Besides the hare brained business misadventures and puffed-up job qualifications mentioned in the original thread, I’m grateful to the OP for this opportunity to solicit the things that I truly admired about those silly people. The former got our utilities shut off and left us eating squirrels; the latter actually put our lives in danger. (And with apologies to those who’ve read all this before. Fuck, I’ve been here a quarter century. Allow me some redundancies).
My parents, 1965ish or so, became involved in the Civil Rights movement. I can only recount this from a child’s perspective, and not an especially Scout Finch one at that.
Dragged along on shopping trips with my mother downtown (when that’s where the shopping was done) midwinter, I’d see Black men in thin Summer shirts being frogmarched from the jail to the courthouse. Of course it would not occur to me to question why the seasons had passed between arrest and eventual trail date for petty crimes with no bail. But my mother took note.

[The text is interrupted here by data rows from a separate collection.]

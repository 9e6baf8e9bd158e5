use std::path::PathBuf;

use clap::Parser;
use log::info;
use rand::SeedableRng;
use rand::rngs::StdRng;
use rs_chain_core::io::{join_words, read_file, read_text_from, split_sequences, split_words};
use rs_chain_core::{ChainModel, Generator, Token};

/// Generate text from a word-level Markov chain trained on a corpus.
#[derive(Parser, Debug)]
#[command(author, version, about)]
struct Args {
    /// Corpus file. Reads stdin when omitted.
    corpus: Option<PathBuf>,

    /// Number of preceding words used as context.
    #[arg(long, default_value_t = 2)]
    order: usize,

    /// Number of words to generate.
    #[arg(long, default_value_t = 30)]
    length: usize,

    /// Number of texts to generate.
    #[arg(long, default_value_t = 1)]
    count: usize,

    /// Try to start and stop on sentence boundaries.
    #[arg(long)]
    sentences: bool,

    /// Seed of the random source, for reproducible output.
    #[arg(long)]
    seed: Option<u64>,

    /// Train on all CPU cores.
    #[arg(long)]
    parallel: bool,

    /// Treat each line as a separate sequence: texts start at the beginning
    /// of a line and stop at the end of one (or after `--length` words).
    #[arg(long, conflicts_with_all = ["sentences", "parallel"])]
    sequences: bool,
}

fn main() -> Result<(), Box<dyn std::error::Error>> {
    env_logger::init();
    let args = Args::parse();

    let text = match &args.corpus {
        Some(path) => read_file(path)?,
        None => read_text_from(std::io::stdin().lock())?,
    };

    // A fixed seed makes every run print the same texts
    let rng = match args.seed {
        Some(seed) => StdRng::seed_from_u64(seed),
        None => StdRng::from_os_rng(),
    };

    if args.sequences {
        return print_sequences(&args, &text, rng);
    }

    // Tokenize the corpus (whitespace split, punctuation kept)
    let tokens = split_words(&text);

    // Build the model once
    let mut model = ChainModel::new(args.order)?;
    if args.parallel {
        model.train_parallel(&tokens)?;
    } else {
        model.train(&tokens);
    }
    info!("{} tokens, {} contexts of order {}", tokens.len(), model.len(), model.order());

    let mut generator = Generator::with_rng(&model, rng);

    for _ in 0..args.count {
        let words = if args.sentences {
            generator.generate_sentences(args.length)?
        } else {
            generator.generate(args.length)?
        };
        println!("{}", join_words(&words));
    }

    Ok(())
}

/// Trains one sequence per line and prints whole generated sequences.
fn print_sequences(args: &Args, text: &str, rng: StdRng) -> Result<(), Box<dyn std::error::Error>> {
    let mut model: ChainModel<Token<String>> = ChainModel::new(args.order)?;
    let sequences = split_sequences(text);
    for sequence in &sequences {
        model.train_sequence(sequence);
    }
    info!("{} sequences, {} contexts of order {}", sequences.len(), model.len(), model.order());

    let mut generator = Generator::with_rng(&model, rng);
    for _ in 0..args.count {
        let words = generator.generate_sequence(Some(args.length))?;
        println!("{}", join_words(&words));
    }

    Ok(())
}
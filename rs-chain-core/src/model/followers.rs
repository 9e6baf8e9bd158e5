use rand::Rng;
use rand::seq::IndexedRandom;

/// Multiset of the words observed right after one context.
///
/// Conceptually, this is the set of outgoing edges of a node in the Markov
/// chain. Followers are stored as they were observed, duplicates included, so
/// a word seen `k` times has weight `k`.
///
/// ## Responsibilities:
/// - Accumulate followers during training
/// - Pick the next word by uniform sampling over the stored list
/// - Merge with the followers of the same context from another model
///
/// ## Invariants
/// - A `Followers` owned by a `ChainModel` is never empty
#[derive(Clone, Debug, PartialEq, Eq)]
pub struct Followers<W> {
	/// Observed followers, in observation order.
	/// Example: ["cat", "dog", "cat"]
	words: Vec<W>,
}

impl<W> Followers<W> {
	/// Creates a multiset holding a single observation.
	pub(crate) fn with_first(word: W) -> Self {
		Self { words: vec![word] }
	}

	/// Records one more occurrence of `word`.
	pub(crate) fn push(&mut self, word: W) {
		self.words.push(word);
	}

	/// Total number of observations, duplicates included.
	pub fn len(&self) -> usize {
		self.words.len()
	}

	pub fn is_empty(&self) -> bool {
		self.words.is_empty()
	}

	/// Iterates over every observation, duplicates included.
	pub fn iter(&self) -> impl Iterator<Item=&W> {
		self.words.iter()
	}

	pub fn as_slice(&self) -> &[W] {
		&self.words
	}

	/// Picks a follower at random.
	///
	/// The index is drawn uniformly over the stored list, which makes the
	/// probability of a word proportional to its number of occurrences.
	///
	/// Returns `None` if there is nothing to choose from.
	pub fn choose<R: Rng + ?Sized>(&self, rng: &mut R) -> Option<&W> {
		self.words.choose(rng)
	}
}

impl<W: PartialEq> Followers<W> {
	/// Multiplicity of `word` in the multiset.
	pub fn count(&self, word: &W) -> usize {
		self.words.iter().filter(|w| *w == word).count()
	}

	pub fn contains(&self, word: &W) -> bool {
		self.words.contains(word)
	}
}

impl<W: Clone> Followers<W> {
	/// Appends every observation of `other`.
	///
	/// Used to combine partial models trained on different chunks of a corpus.
	pub(crate) fn merge(&mut self, other: &Self) {
		self.words.extend(other.words.iter().cloned());
	}
}

#[cfg(test)]
mod tests {
	use super::*;
	use rand::SeedableRng;
	use rand::rngs::StdRng;

	#[test]
	fn keeps_duplicates() {
		let mut followers = Followers::with_first("cat");
		followers.push("dog");
		followers.push("cat");

		assert_eq!(followers.len(), 3);
		assert_eq!(followers.count(&"cat"), 2);
		assert_eq!(followers.count(&"dog"), 1);
		assert_eq!(followers.count(&"bird"), 0);
	}

	#[test]
	fn choose_is_weighted_by_occurrences() {
		let mut followers = Followers::with_first("rare");
		for _ in 0..9 {
			followers.push("common");
		}

		let mut rng = StdRng::seed_from_u64(7);
		let common = (0..10_000)
			.filter(|_| followers.choose(&mut rng) == Some(&"common"))
			.count();

		// Expected 9000
		assert!((8_500..=9_500).contains(&common), "common={common}");
	}

	#[test]
	fn merge_appends_observations() {
		let mut left = Followers::with_first("a".to_owned());
		let mut right = Followers::with_first("a".to_owned());
		right.push("b".to_owned());

		left.merge(&right);

		assert_eq!(left.as_slice(), ["a", "a", "b"]);
	}
}
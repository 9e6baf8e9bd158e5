use std::fs::File;
use std::io::{self, Read};
use std::path::Path;

/// Reads a whole text file into memory.
pub fn read_file<P: AsRef<Path>>(filename: P) -> io::Result<String> {
	let mut contents = String::new();
	File::open(filename)?.read_to_string(&mut contents)?;
	Ok(contents)
}

/// Splits a corpus into words.
///
/// - Splits on any whitespace, line breaks included
/// - Punctuation and case are kept as is
///
/// Example:
/// `"The cat.\n  Sat "` → `["The", "cat.", "Sat"]`
pub fn split_words(corpus: &str) -> Vec<String> {
	corpus.split_whitespace().map(str::to_owned).collect()
}

/// Splits a corpus into discrete sequences of words, one per line.
///
/// Blank lines are skipped.
pub fn split_sequences(corpus: &str) -> Vec<Vec<String>> {
	corpus
		.lines()
		.map(split_words)
		.filter(|sequence| !sequence.is_empty())
		.collect()
}

/// Reads a text file and returns its words.
pub fn read_words<P: AsRef<Path>>(filename: P) -> io::Result<Vec<String>> {
	Ok(split_words(&read_file(filename)?))
}

/// Reads a whole text from a reader (ex. stdin).
pub fn read_text_from<R: Read>(mut reader: R) -> io::Result<String> {
	let mut contents = String::new();
	reader.read_to_string(&mut contents)?;
	Ok(contents)
}

/// Joins generated words with single spaces.
pub fn join_words<W: AsRef<str>>(words: &[W]) -> String {
	words.iter().map(AsRef::<str>::as_ref).collect::<Vec<&str>>().join(" ")
}

#[cfg(test)]
mod tests {
	use super::*;

	#[test]
	fn splits_on_lines_and_whitespace() {
		assert_eq!(split_words("The cat.\r\n  Sat\ton the  mat \n\n"), ["The", "cat.", "Sat", "on", "the", "mat"]);
		assert!(split_words(" \n ").is_empty());
	}

	#[test]
	fn reads_from_a_reader() {
		let text = read_text_from("a b\nc".as_bytes()).unwrap();
		assert_eq!(split_words(&text), ["a", "b", "c"]);
	}

	#[test]
	fn one_sequence_per_line() {
		let sequences = split_sequences("The cat sat.\n\n  \nThe dog ran off.\r\n");
		assert_eq!(sequences, [vec!["The", "cat", "sat."], vec!["The", "dog", "ran", "off."]]);
	}

	#[test]
	fn missing_file_is_an_io_error() {
		assert!(read_words("./does/not/exist.txt").is_err());
	}

	#[test]
	fn joins_with_spaces() {
		assert_eq!(join_words(&["a", "b", "c"]), "a b c");
		assert_eq!(join_words::<String>(&[]), "");
	}
}
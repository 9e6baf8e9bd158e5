/// A word, or the boundary of a discrete input sequence.
///
/// Models trained with `ChainModel::train_sequence` work on tokens instead of
/// bare words: every sequence is padded with `order` boundaries in front and
/// one after. The all-boundary context therefore leads to the first words of
/// the sequences, and reaching a boundary ends a generated sequence.
///
/// The boundary is its own variant, so no word of the corpus can collide with it.
#[derive(Clone, Debug, PartialEq, Eq, Hash)]
pub enum Token<W> {
	Boundary,
	Word(W),
}

impl<W> Token<W> {
	/// Returns the word, or `None` for a boundary.
	pub fn word(&self) -> Option<&W> {
		match self {
			Token::Boundary => None,
			Token::Word(word) => Some(word),
		}
	}

	pub fn is_boundary(&self) -> bool {
		matches!(self, Token::Boundary)
	}
}
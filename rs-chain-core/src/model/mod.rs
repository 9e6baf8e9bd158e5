//! Top-level module for the word chain.
//!
//! This module provides:
//! - A fixed-order word model (`ChainModel`)
//! - The follower multiset of one context (`Followers`)
//! - A random walk over a trained model (`Generator`)
//! - Sequence boundaries for models of discrete sequences (`Token`)

/// Fixed-order Markov chain over words (`order >= 1`).
///
/// Handles token ingestion (serial or parallel), follower lookup,
/// and model merging.
pub mod chain_model;

/// Multiset of the words observed after one context.
///
/// Keeps duplicates, so uniform sampling is weighted by frequency.
pub mod followers;

/// Random walk over a `ChainModel`.
///
/// Exposes seed selection, bounded generation with an injectable random
/// source, and sentence-aware generation.
pub mod generator;

/// Word-or-boundary token used by sequence models.
pub mod token;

We alternated between Irish and South German Catholic Church services on the white side of town. For obstreperous boys, the difference was that Germans twisted the boys ears while the Irish slapped their faces, and both had Eucharist wafers that clung to the roof of the mouth soggily. A chance visit to a Black Roman Catholic parish on the other side of town was a revelation. They sang and danced and their communion wafers were fried crisp and tasty.
That visit began a friendship between my parents and a Black lawyer married to a white woman, whose kitchen was filled with wonders unknown to our home (see original thread), including abundant fresh fruit, and milk not made from a box of powder. But this man and wife couldn’t buy a house in a neighborhood commiserate with his income.

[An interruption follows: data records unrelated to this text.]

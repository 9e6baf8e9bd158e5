/// Errors raised by the chain model and the generator.
///
/// Every variant carries the name of the failing operation and the model
/// order, so a caller can tell whether the training data was simply too small.
///
/// A walk that reaches a dead end is not an error: the generator returns the
/// shorter sequence it has produced so far.
#[derive(Debug, Clone, PartialEq, Eq, thiserror::Error)]
pub enum ChainError {
	#[error("order must be >= 1, got {0}")]
	InvalidOrder(usize),

	#[error("{operation}: model of order {order} has no trained contexts (train it on at least {} tokens)", .order + 1)]
	EmptyModel { operation: &'static str, order: usize },

	#[error("{operation}: context has {got} words, model of order {order} expects {order}")]
	InvalidContext { operation: &'static str, order: usize, got: usize },

	#[error("merge: order mismatch (self={left}, other={right})")]
	OrderMismatch { left: usize, right: usize },

	#[error("{operation}: no context of the model of order {order} ends a sentence")]
	NoSentenceStart { operation: &'static str, order: usize },

	#[error("{operation}: model of order {order} was not trained on sequences (no start context)")]
	NoSequenceStart { operation: &'static str, order: usize },
}
use serde::{Deserialize, Serialize};
use std::collections::BTreeMap;

/// A single request parameter value.
///
/// Parameters form part of a subscription's identity key, so they are
/// restricted to types with stable value equality.
#[derive(Debug, Clone, PartialEq, Eq, Hash, Serialize)]
#[serde(untagged)]
pub enum ParamValue {
    /// String parameter (e.g. a user or group id)
    Str(String),
    /// Integer parameter
    Int(i64),
    /// Boolean parameter
    Bool(bool),
}

impl From<&str> for ParamValue {
    fn from(value: &str) -> Self {
        ParamValue::Str(value.to_string())
    }
}

impl From<String> for ParamValue {
    fn from(value: String) -> Self {
        ParamValue::Str(value)
    }
}

impl From<i64> for ParamValue {
    fn from(value: i64) -> Self {
        ParamValue::Int(value)
    }
}

impl From<bool> for ParamValue {
    fn from(value: bool) -> Self {
        ParamValue::Bool(value)
    }
}

/// Identifies a logical subscription: a topic name plus request parameters
/// (e.g. userId, groupId). Two requests with identical topic and parameters
/// are the same subscription for reference-counting purposes.
#[derive(Debug, Clone, PartialEq, Eq, Hash)]
pub struct SubscribeRequest {
    topic: String,
    params: BTreeMap<String, ParamValue>,
}

impl SubscribeRequest {
    /// Create a request for the given topic with no parameters
    pub fn new(topic: impl Into<String>) -> Self {
        Self {
            topic: topic.into(),
            params: BTreeMap::new(),
        }
    }

    /// Add a request parameter
    pub fn with_param(mut self, key: impl Into<String>, value: impl Into<ParamValue>) -> Self {
        self.params.insert(key.into(), value.into());
        self
    }

    /// The topic this request subscribes to
    pub fn topic(&self) -> &str {
        &self.topic
    }

    /// Encode the outbound subscribe frame
    pub(crate) fn encode(&self) -> serde_json::Result<String> {
        serde_json::to_string(&WireFrame {
            params: &self.params,
            topic: &self.topic,
            action: "subscribe",
        })
    }
}

/// Paired with a [`SubscribeRequest`]; carries the fields the wire protocol
/// needs to signal "stop sending me this topic".
#[derive(Debug, Clone, PartialEq, Eq, Hash)]
pub struct UnsubscribeRequest {
    topic: String,
    params: BTreeMap<String, ParamValue>,
}

impl UnsubscribeRequest {
    /// Create a request for the given topic with no parameters
    pub fn new(topic: impl Into<String>) -> Self {
        Self {
            topic: topic.into(),
            params: BTreeMap::new(),
        }
    }

    /// Add a request parameter
    pub fn with_param(mut self, key: impl Into<String>, value: impl Into<ParamValue>) -> Self {
        self.params.insert(key.into(), value.into());
        self
    }

    /// Encode the outbound unsubscribe frame
    pub(crate) fn encode(&self) -> serde_json::Result<String> {
        serde_json::to_string(&WireFrame {
            params: &self.params,
            topic: &self.topic,
            action: "unsubscribe",
        })
    }
}

/// A subscribe request together with its matching unsubscribe request.
/// The registry is keyed by the subscribe half.
#[derive(Debug, Clone, PartialEq, Eq, Hash)]
pub struct RequestPair {
    subscribe: SubscribeRequest,
    unsubscribe: UnsubscribeRequest,
}

impl RequestPair {
    /// Pair an explicit subscribe/unsubscribe request
    pub fn new(subscribe: SubscribeRequest, unsubscribe: UnsubscribeRequest) -> Self {
        Self {
            subscribe,
            unsubscribe,
        }
    }

    /// Build a pair whose unsubscribe request mirrors the subscribe request's
    /// topic and parameters. This is the common case.
    pub fn symmetric(subscribe: SubscribeRequest) -> Self {
        let unsubscribe = UnsubscribeRequest {
            topic: subscribe.topic.clone(),
            params: subscribe.params.clone(),
        };
        Self {
            subscribe,
            unsubscribe,
        }
    }

    /// The subscribe half (the subscription's identity key)
    pub fn subscribe(&self) -> &SubscribeRequest {
        &self.subscribe
    }

    /// The unsubscribe half
    pub fn unsubscribe(&self) -> &UnsubscribeRequest {
        &self.unsubscribe
    }
}

/// Outbound wire frame: request parameters flattened alongside topic/action
#[derive(Serialize)]
struct WireFrame<'a> {
    #[serde(flatten)]
    params: &'a BTreeMap<String, ParamValue>,
    topic: &'a str,
    action: &'a str,
}

/// Wire-level decode result for an inbound frame. Exists only transiently
/// during routing.
#[derive(Debug, Deserialize)]
pub(crate) struct Envelope {
    pub topic: String,
    #[serde(rename = "eventType")]
    pub event_type: Option<String>,
    #[serde(default)]
    pub data: serde_json::Value,
}

/// Tag carried on every inbound message, derived from the server-sent
/// event-type string.
#[derive(Debug, Clone, Copy, PartialEq, Eq)]
pub enum ChangeType {
    /// The payload was created
    Added,
    /// The payload was updated (also the default for unknown event types)
    Modified,
    /// The payload was deleted
    Removed,
}

impl ChangeType {
    /// Map a server event-type string to a change type.
    /// Unrecognized or absent strings default to `Modified`.
    pub fn from_event_type(event_type: Option<&str>) -> Self {
        match event_type {
            Some("create") => ChangeType::Added,
            Some("update") => ChangeType::Modified,
            Some("delete") => ChangeType::Removed,
            _ => ChangeType::Modified,
        }
    }
}

/// A decoded message delivered to a subscription's consumers
#[derive(Debug, Clone, PartialEq)]
pub struct TopicEvent<P> {
    /// The decoded payload
    pub payload: P,
    /// What the server says happened to it
    pub change: ChangeType,
}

My parents, in their free time, performed legal paperwork on the kitchen table as amateur paralegals, and engaged in straw purchases of houses in redlined neighborhoods. This lead to parties that we kids would monitor from around the top corner of the staircase, where Black people and whites would sit in a circle and laugh uproariously at the absurdities of the racial divide of 1960s America.
(Warning: I won’t be “***ing” the actual quotes here) so of course the neighbor kids would relay their parents’ concerns “who were those niggers on your porch?” And I’d be swarmed by kids on the playground asking (with the same glee exhibited as when they’d catch a fly and drop it into a spiderweb) “I heard your dad’s a nigger-lover?” (Whatever happened to that particular snarl-word: “nigger-lover?)
1960s “slab-cars:” the Impala, the Galaxy 500, etc.: We’d be playing in the front yard, and they’d slowly cruise past; white guys in greasy rockabilly hairstyles eyeing us. “Those’re his kids” heard uttered. Phone calls were received, curtains drawn, and we’d be ordered to play indoors.
Then came the night, when my mom was not yet finished with her shift at the hospital ward, my dad, having put us to bed and enough time for us to having fallen asleep, was called to the back door by a (white) woman’s face in the window crying for Help. The instant he opened the door a shotgun muzzle was put to his head, and in short order he was blindfolded and wired to one of our aluminum tube and vinyl upholstered kitchen chairs. He was packed into a waiting car and dropped miles away into a snow-crusted Illinois cornfield, alive though thoroughly warned. We kids slept through it all; testimony to a professionalism much, much beyond the local Klan and more befitting law enforcement, intent on persuading such people as my parents to mind their own fucking business.
Thank you for reading my story. To paraphrase Talleyrand, “Whoever did not live in the year 1970 does not know the sweetness of life and cannot imagine what happiness there can be in life.” Believe it or not, the most important part, to me, was me myself, with my face in the staircase railings, listening in on the grownups’ raucous voices. And you should know that because of that, in the last 25 years of Great Debates, Politics and Elections, Cafe Society, etc.: that’s still me.